Real estate
By Alpian25 March 2025

The debt instrument in Switzerland – clarity for your property investment

A debt instrument is a central element of property financing in Switzerland. Anyone buying a property or securing a mortgage will inevitably encounter this term.

In this guide, we explain the term "debt instrument" and its significance in the context of property liens and mortgages. We will also show how the debt instrument provides financial security for both borrowers and lenders and how it contributes to the transparent management of property loans. Read on to learn everything important about debt instruments – from the basics to how they work, as well as their pros and cons.

What is a debt instrument?

A debt instrument is a statutory property lien in Switzerland used to secure property loans. Through the debt instrument, a personal money claim is created, secured by a property lien (the mortgaged property).

This means: The debtor is liable with the property and their entire wealth for repaying the debt.

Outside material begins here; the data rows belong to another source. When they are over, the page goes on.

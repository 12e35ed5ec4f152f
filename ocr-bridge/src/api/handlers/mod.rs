pub mod analyze;
pub(crate) mod health;

pub use analyze::analyze;
pub use health::health_check;
use clap::Parser;
use tracing_subscriber::{layer::SubscriberExt, util::SubscriberInitExt};

use ocr_bridge::api::{create_router, AppState};
use ocr_bridge::config::Config;

#[derive(Parser)]
#[command(name = "ocr-bridge")]
#[command(about = "Recognizes text in note images and publishes the result to RabbitMQ")]
struct Args {
    /// Address to bind, overrides OCR_BRIDGE_HOST
    #[arg(long)]
    host: Option<String>,

    /// Port to bind, overrides OCR_BRIDGE_PORT
    #[arg(long)]
    port: Option<u16>,
}

fn init_tracing() {
    let filter = tracing_subscriber::EnvFilter::try_from_default_env()
        .unwrap_or_else(|_| "ocr_bridge=info,tower_http=debug".into());

    let json = std::env::var("OCR_BRIDGE_LOG_FORMAT")
        .map(|format| format.eq_ignore_ascii_case("json"))
        .unwrap_or(false);

    if json {
        tracing_subscriber::registry()
            .with(filter)
            .with(tracing_subscriber::fmt::layer().json())
            .init();
    } else {
        tracing_subscriber::registry()
            .with(filter)
            .with(tracing_subscriber::fmt::layer())
            .init();
    }
}

#[tokio::main]
async fn main() -> anyhow::Result<()> {
    let args = Args::parse();

    dotenvy::dotenv().ok();
    init_tracing();

    let mut config = Config::from_env();
    if let Some(host) = args.host {
        config.server.host = host;
    }
    if let Some(port) = args.port {
        config.server.port = port;
    }
    config.log_summary();

    let addr = format!("{}:{}", config.server.host, config.server.port);
    let state = AppState::from_config(config);
    let app = create_router(state);

    tracing::info!("OCR bridge starting on http://{}", addr);
    tracing::info!("  Analyze:      POST http://{}/analyze", addr);
    tracing::info!("  Health check: http://{}/health", addr);
    tracing::info!("  OpenAPI spec: http://{}/openapi.json", addr);

    let listener = tokio::net::TcpListener::bind(&addr).await?;
    axum::serve(listener, app)
        .with_graceful_shutdown(shutdown_signal())
        .await?;

    Ok(())
}

async fn shutdown_signal() {
    let ctrl_c = async {
        tokio::signal::ctrl_c()
            .await
            .expect("failed to install Ctrl+C handler");
    };

    #[cfg(unix)]
    let terminate = async {
        tokio::signal::unix::signal(tokio::signal::unix::SignalKind::terminate())
            .expect("failed to install SIGTERM handler")
            .recv()
            .await;
    };

    #[cfg(not(unix))]
    let terminate = std::future::pending::<()>();

    tokio::select! {
        _ = ctrl_c => {},
        _ = terminate => {},
    }

    tracing::info!("Shutdown signal received, draining in-flight requests...");
}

In simple terms, a debt instrument grants the lender the right to foreclose on the property (e.g. force a house sale) if the borrower fails to repay the mortgage debt as agreed. This makes the debt instrument the backbone of the Swiss mortgage system, even though the common term "mortgage" does not appear in the law. Legally, it is a combination of a claim and a property lien.

Named debt instrument vs. bearer debt instrument – what’s the difference?

When structuring a debt instrument, there are two traditional types. A bearer debt instrument is a paper-based debt instrument that is issued to the holder – in other words, a security legally owned by the person physically holding it. In contrast, a named debt instrument is issued in the name of a specific person (the creditor) and is entered in the land register.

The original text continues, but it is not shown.